Task directions – Pull every line that includes the word "user" from the data.

Stored data entries
● ● ● ● ●
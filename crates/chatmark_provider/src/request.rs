use chatmark_config::ProviderConfig;
use chatmark_domain::ChatMessage;
use derive_setters::Setters;
use serde::Serialize;

/// Chat-completion request body.
#[derive(Debug, Clone, PartialEq, Serialize, Setters)]
#[setters(into)]
pub struct Request {
    pub model: String,
    pub messages: Vec<ChatMessage>,
    pub max_tokens: u32,
    pub temperature: f64,
    pub top_p: f64,
    pub stream: bool,
}

impl Request {
    /// Recent `history` (at most `history_limit` messages) followed by the
    /// new user `prompt`.
    pub fn new(config: &ProviderConfig, history: &[ChatMessage], prompt: &str) -> Self {
        let start = history.len().saturating_sub(config.history_limit);
        let messages = history[start..]
            .iter()
            .cloned()
            .chain(std::iter::once(ChatMessage::user(prompt)))
            .collect();

        Self {
            model: config.model.clone(),
            messages,
            max_tokens: config.max_tokens,
            temperature: config.temperature,
            top_p: config.top_p,
            stream: true,
        }
    }

    pub fn message_count(&self) -> usize {
        self.messages.len()
    }
}
use std::io::Write;

use anyhow::Result;
use chatmark_domain::{Document, DocumentSink};
use chatmark_markdown_stream::{SpanStyler, render_document};
use crossterm::cursor::{MoveToColumn, MoveToPreviousLine};
use crossterm::queue;
use crossterm::terminal::{Clear, ClearType};
use unicode_width::UnicodeWidthStr;

fn term_width() -> u16 {
    crossterm::terminal::size().map(|(w, _)| w).unwrap_or(80)
}

/// Draws each document in place, replacing the rendering of the previous
/// update of the same message.
///
/// A rendering identical to the one on screen is not redrawn. After the
/// final document of a message the sink forgets it, so the next message
/// starts below.
pub struct TerminalSink<W, S> {
    out: W,
    styler: S,
    width: u16,
    on_screen: String,
    rows: u16,
}

impl<W: Write, S: SpanStyler> TerminalSink<W, S> {
    pub fn new(out: W, styler: S) -> Self {
        Self { out, styler, width: term_width(), on_screen: String::new(), rows: 0 }
    }

    /// Fix the wrap width instead of asking the terminal.
    pub fn with_width(mut self, width: u16) -> Self {
        self.width = width.max(1);
        self
    }

    pub fn get_ref(&self) -> &W {
        &self.out
    }

    /// Write text that is not part of any message, such as the input
    /// prompt.
    pub fn write_text(&mut self, text: &str) -> Result<()> {
        self.out.write_all(text.as_bytes())?;
        self.out.flush()?;
        Ok(())
    }

    fn redraw(&mut self, rendered: String) -> Result<()> {
        if !self.on_screen.is_empty() {
            if self.rows > 0 {
                queue!(self.out, MoveToPreviousLine(self.rows))?;
            } else {
                queue!(self.out, MoveToColumn(0))?;
            }
            queue!(self.out, Clear(ClearType::FromCursorDown))?;
        }

        self.out.write_all(rendered.as_bytes())?;
        self.rows = rows_above_cursor(&rendered, self.width);
        self.on_screen = rendered;
        Ok(())
    }

    /// End the message on screen without a final document, e.g. when the
    /// session is cancelled.
    pub fn finish(&mut self) -> Result<()> {
        if !self.on_screen.is_empty() && !self.on_screen.ends_with('\n') {
            self.out.write_all(b"\n")?;
        }
        self.on_screen.clear();
        self.rows = 0;
        Ok(())
    }
}

impl<W: Write, S: SpanStyler> DocumentSink for TerminalSink<W, S> {
    fn on_document(&mut self, document: &Document, still_streaming: bool) -> Result<()> {
        let rendered = render_document(document, &self.styler);
        if rendered != self.on_screen {
            self.redraw(rendered)?;
        }
        if !still_streaming {
            self.finish()?;
        }
        self.out.flush()?;
        Ok(())
    }
}

/// Terminal rows between the first row of `rendered` and the row the cursor
/// ends on, accounting for soft wraps at `width` columns.
fn rows_above_cursor(rendered: &str, width: u16) -> u16 {
    let width = usize::from(width.max(1));
    let plain = strip_ansi_escapes::strip_str(rendered);
    let mut lines = plain.split('\n').peekable();
    let mut rows = 0usize;

    while let Some(line) = lines.next() {
        let columns = line.width();
        // A line that exactly fills the terminal leaves the cursor on its
        // last row until more text arrives.
        rows += columns.saturating_sub(1) / width;
        if lines.peek().is_some() {
            rows += 1;
        }
    }

    u16::try_from(rows).unwrap_or(u16::MAX)
}

/// Styler without escape codes, for asserting on terminal output.
#[cfg(test)]
pub(crate) struct PlainStyler;

#[cfg(test)]
impl SpanStyler for PlainStyler {
    fn plain(&self, text: &str) -> String {
        text.to_string()
    }
    fn heading(&self, level: u8, text: &str) -> String {
        format!("{} {text}", "#".repeat(level.into()))
    }
    fn list_item(&self, text: &str) -> String {
        text.to_string()
    }
    fn quote(&self, text: &str) -> String {
        format!("| {text}")
    }
    fn inline_code(&self, text: &str) -> String {
        text.to_string()
    }
    fn block_code(&self, code: &str, _: Option<&str>) -> String {
        code.to_string()
    }
    fn bold(&self, text: &str) -> String {
        text.to_uppercase()
    }
    fn italic(&self, text: &str) -> String {
        text.to_string()
    }
    fn caption(&self, text: &str) -> String {
        text.to_string()
    }
}

#[cfg(test)]
mod tests {
    use chatmark_markdown_stream::parse;
    use pretty_assertions::assert_eq;

    use super::*;

    fn sink() -> TerminalSink<Vec<u8>, PlainStyler> {
        TerminalSink::new(Vec::new(), PlainStyler).with_width(20)
    }

    fn output(sink: &TerminalSink<Vec<u8>, PlainStyler>) -> String {
        String::from_utf8(sink.get_ref().clone()).unwrap()
    }

    #[test]
    fn test_first_document_is_written_as_is() {
        let mut fixture = sink();
        fixture.on_document(&parse("# Title\nsay **hi**"), true).unwrap();
        assert_eq!(output(&fixture), "# Title\nsay HI\n");
    }

    #[test]
    fn test_changed_document_is_redrawn_in_place() {
        let mut fixture = sink();
        fixture.on_document(&parse("one"), true).unwrap();
        fixture.on_document(&parse("one\ntwo"), true).unwrap();
        assert_eq!(output(&fixture), "one\n\x1b[1F\x1b[Jone\ntwo\n");
    }

    #[test]
    fn test_unchanged_document_is_not_redrawn() {
        let mut fixture = sink();
        let document = parse("same");
        fixture.on_document(&document, true).unwrap();
        fixture.on_document(&document, true).unwrap();
        fixture.on_document(&document, false).unwrap();
        assert_eq!(output(&fixture), "same\n");
    }

    #[test]
    fn test_next_message_starts_below_the_finished_one() {
        let mut fixture = sink();
        fixture.on_document(&parse("first"), false).unwrap();
        fixture.on_document(&parse("second"), true).unwrap();
        assert_eq!(output(&fixture), "first\nsecond\n");
    }

    #[test]
    fn test_finish_terminates_the_last_line() {
        let mut fixture = sink();
        let document = Document::new(vec![chatmark_domain::StyledSpan::plain("tail")]);
        fixture.on_document(&document, false).unwrap();
        assert_eq!(output(&fixture), "tail\n");
    }

    #[test]
    fn test_rows_account_for_wrapping() {
        assert_eq!(rows_above_cursor("", 10), 0);
        assert_eq!(rows_above_cursor("abc\n", 10), 1);
        assert_eq!(rows_above_cursor("0123456789\n", 10), 1);
        assert_eq!(rows_above_cursor("0123456789a\n", 10), 2);
        assert_eq!(rows_above_cursor("a\nb\n", 10), 2);
    }

    #[test]
    fn test_rows_ignore_escape_codes_and_count_wide_characters() {
        assert_eq!(rows_above_cursor("\x1b[1mabc\x1b[0m\n", 3), 1);
        // Six CJK characters take twelve columns.
        assert_eq!(rows_above_cursor("你好你好你好\n", 10), 2);
    }
}
use serde::Deserialize;
use serde::Serialize;

use crate::capability::Capability;
use crate::capability::GrantState;

/// One recorded permission decision.
#[derive(Debug, Clone, Serialize, Deserialize)]
pub struct AuditEntry {
    pub id: String,
    pub plugin: String,
    pub capability: Capability,
    pub decision: GrantState,
    pub reason: Option<String>,
    pub timestamp: String,
}

/// Bounded buffer of permission decisions, oldest evicted first.
#[derive(Debug, Clone, Default)]
pub struct AuditLog {
    entries: Vec<AuditEntry>,
    max_entries: usize,
    next_id: u64,
}

impl AuditLog {
    pub fn new(max_entries: usize) -> Self {
        Self {
            entries: Vec::new(),
            max_entries,
            next_id: 0,
        }
    }

    pub fn record(
        &mut self,
        plugin: &str,
        capability: Capability,
        decision: GrantState,
        reason: Option<&str>,
    ) {
        if self.max_entries == 0 {
            return;
        }
        self.next_id += 1;
        self.entries.push(AuditEntry {
            id: format!("audit-{}", self.next_id),
            plugin: plugin.into(),
            capability,
            decision,
            reason: reason.map(Into::into),
            timestamp: chrono::Utc::now().to_rfc3339(),
        });
        if self.entries.len() > self.max_entries {
            self.entries.remove(0);
        }
    }

    pub fn entries(&self) -> &[AuditEntry] {
        &self.entries
    }

    pub fn entries_for(&self, plugin: &str) -> Vec<&AuditEntry> {
        self.entries.iter().filter(|e| e.plugin == plugin).collect()
    }

    pub fn len(&self) -> usize {
        self.entries.len()
    }

    pub fn is_empty(&self) -> bool {
        self.entries.is_empty()
    }
}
● ● ● ● ●
Solution to this problem –
    /// new user `prompt`.
            .chain(std::iter::once(ChatMessage::user(prompt)))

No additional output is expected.